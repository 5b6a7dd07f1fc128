//! Entity encoding/decoding over the registry's protobuf wire format.

use prost::Message;
use prost_types::Timestamp;
use time::OffsetDateTime;
use tracing::debug;

use crate::decode::decode_entity;
use crate::error::DecodeError;
use crate::limits::{MAX_ENTITY_SIZE, MAX_JOIN_KEYS};
use crate::model::Entity;
use crate::proto::{EntityMeta, EntityProto, EntitySpecV2, JoinKeySpec};
use crate::validate::validate_entity;

// =============================================================================
// DECODING
// =============================================================================

/// Options for decoding entities from bytes.
#[derive(Debug, Clone, Copy, PartialEq, Eq)]
pub struct DecodeOptions {
    /// Maximum accepted message length in bytes.
    pub max_size: usize,
    /// Maximum accepted number of entries in `join_keys`.
    pub max_join_keys: usize,
    /// Run [`validate_entity`] on the decoded entity.
    pub validate: bool,
}

impl Default for DecodeOptions {
    fn default() -> Self {
        Self {
            max_size: MAX_ENTITY_SIZE,
            max_join_keys: MAX_JOIN_KEYS,
            validate: false,
        }
    }
}

impl DecodeOptions {
    /// Default limits with validation turned on.
    pub fn strict() -> Self {
        Self {
            validate: true,
            ..Self::default()
        }
    }
}

/// Decodes an entity envelope with default options.
pub fn decode_entity_bytes(input: &[u8]) -> Result<Entity, DecodeError> {
    decode_entity_with_options(input, DecodeOptions::default())
}

/// Decodes an entity envelope.
pub fn decode_entity_with_options(
    input: &[u8],
    options: DecodeOptions,
) -> Result<Entity, DecodeError> {
    if input.len() > options.max_size {
        debug!(len = input.len(), max = options.max_size, "rejecting oversized entity message");
        return Err(DecodeError::TooLarge {
            len: input.len(),
            max: options.max_size,
        });
    }

    let proto = EntityProto::decode(input)?;

    if let Some(spec) = proto
        .spec
        .as_ref()
        .filter(|spec| spec.join_keys.len() > options.max_join_keys)
    {
        debug!(entity = %spec.name, count = spec.join_keys.len(), "rejecting entity with too many join keys");
        return Err(DecodeError::TooManyJoinKeys {
            entity: spec.name.clone(),
            count: spec.join_keys.len(),
            max: options.max_join_keys,
        });
    }

    let entity = decode_entity(&proto)?;
    if options.validate {
        validate_entity(&entity)?;
    }
    Ok(entity)
}

// =============================================================================
// ENCODING
// =============================================================================

impl Entity {
    /// Converts the entity back to its registry envelope.
    ///
    /// Writes the `join_keys` mapping and, for readers that predate it, the
    /// legacy `join_key`/`value_type` pair taken from the primary join key.
    pub fn to_proto(&self) -> EntityProto {
        let join_keys = self
            .join_keys
            .iter()
            .map(|(name, value_type)| (name.clone(), JoinKeySpec::new(name.clone(), *value_type)))
            .collect();
        let (join_key, value_type) = self
            .primary_join_key()
            .map(|(name, value_type)| (name.to_string(), value_type))
            .unwrap_or_default();

        let meta = (self.created_timestamp.is_some() || self.last_updated_timestamp.is_some())
            .then(|| EntityMeta {
                created_timestamp: self.created_timestamp.map(to_timestamp),
                last_updated_timestamp: self.last_updated_timestamp.map(to_timestamp),
            });

        EntityProto {
            spec: Some(EntitySpecV2 {
                name: self.name.clone(),
                value_type: value_type.into(),
                description: self.description.clone(),
                join_key,
                tags: self.tags.clone(),
                project: self.project.clone(),
                owner: self.owner.clone(),
                join_keys,
            }),
            meta,
        }
    }
}

/// Encodes an entity to its registry envelope bytes.
pub fn encode_entity(entity: &Entity) -> Vec<u8> {
    entity.to_proto().encode_to_vec()
}

fn to_timestamp(datetime: OffsetDateTime) -> Timestamp {
    Timestamp {
        seconds: datetime.unix_timestamp(),
        nanos: datetime.nanosecond() as i32,
    }
}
______________________________
In the listing above, find the line with "debug!(len = input.len(), max" and the line with "debug!(entity = %spec.name, count", then reproduce both and every line between them exactly.

        debug!(len = input.len(), max = options.max_size, "rejecting oversized entity message");
        return Err(DecodeError::TooLarge {
            len: input.len(),
            max: options.max_size,
        });
    }

    let proto = EntityProto::decode(input)?;

    if let Some(spec) = proto
        .spec
        .as_ref()
        .filter(|spec| spec.join_keys.len() > options.max_join_keys)
    {
        debug!(entity = %spec.name, count = spec.join_keys.len(), "rejecting entity with too many join keys");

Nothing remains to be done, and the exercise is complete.